Abstract

Purpose: This study aims to investigate of firm's performance through water awareness, intellectual capital, and corporate social responsibility. Theoretical framework: The main goal of the signaling theory by Spence (2002) is to reduce the information asymmetry between two parties. Research by Ericson and Call (2008), Shabaati et al. (2010), Helena, Pedro, and Jardon (2010), and others have demonstrated that intellectual capital has a favorable impact on performance. Clacher, Hagendorff, Jo, and Harjoto (2012), as well as Ameer and Othman (2012), discovered a beneficial relationship between CSR and a company's financial performance. Design/methodology/approach: The present study was conducted on 21 manufacturing companies in Indonesia with a total of 106 samples. The data of the present study were financial reports and sustainability reports which were obtained from the Indonesian stock exchange website and each company's website during the period 2015-2019 by using purposive sampling techniques and multiple linear regression methods. Findings: The findings revealed that water awareness and corporate social responsibility affect company performance, but not the firm’s intellectual capital.

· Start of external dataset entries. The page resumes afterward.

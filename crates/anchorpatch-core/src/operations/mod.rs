pub mod executor;
pub mod file_operations;
pub mod patch_applicator;

pub use executor::Executor;
pub use file_operations::{DiskFs, FileSystem, MemoryFs, Overlay};
pub use patch_applicator::{apply_hunks, locate_hunk, OffsetTracker};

However, a firm's sustainability is empirically proven to affect company performance. Research, Practical & Social implications: This study is useful for managers to examine the effectiveness of water awareness and sustainability practices including intellectual capital towards the company's performance. Originality/value: The value of the study is useful for managers to examine the affect company performance, but not the firm’s intellectual capital. However, a firm's sustainability is empirically proven to affect company performance. This measurement of firm’s sustainability model will be very useful for decision makers and policy makers.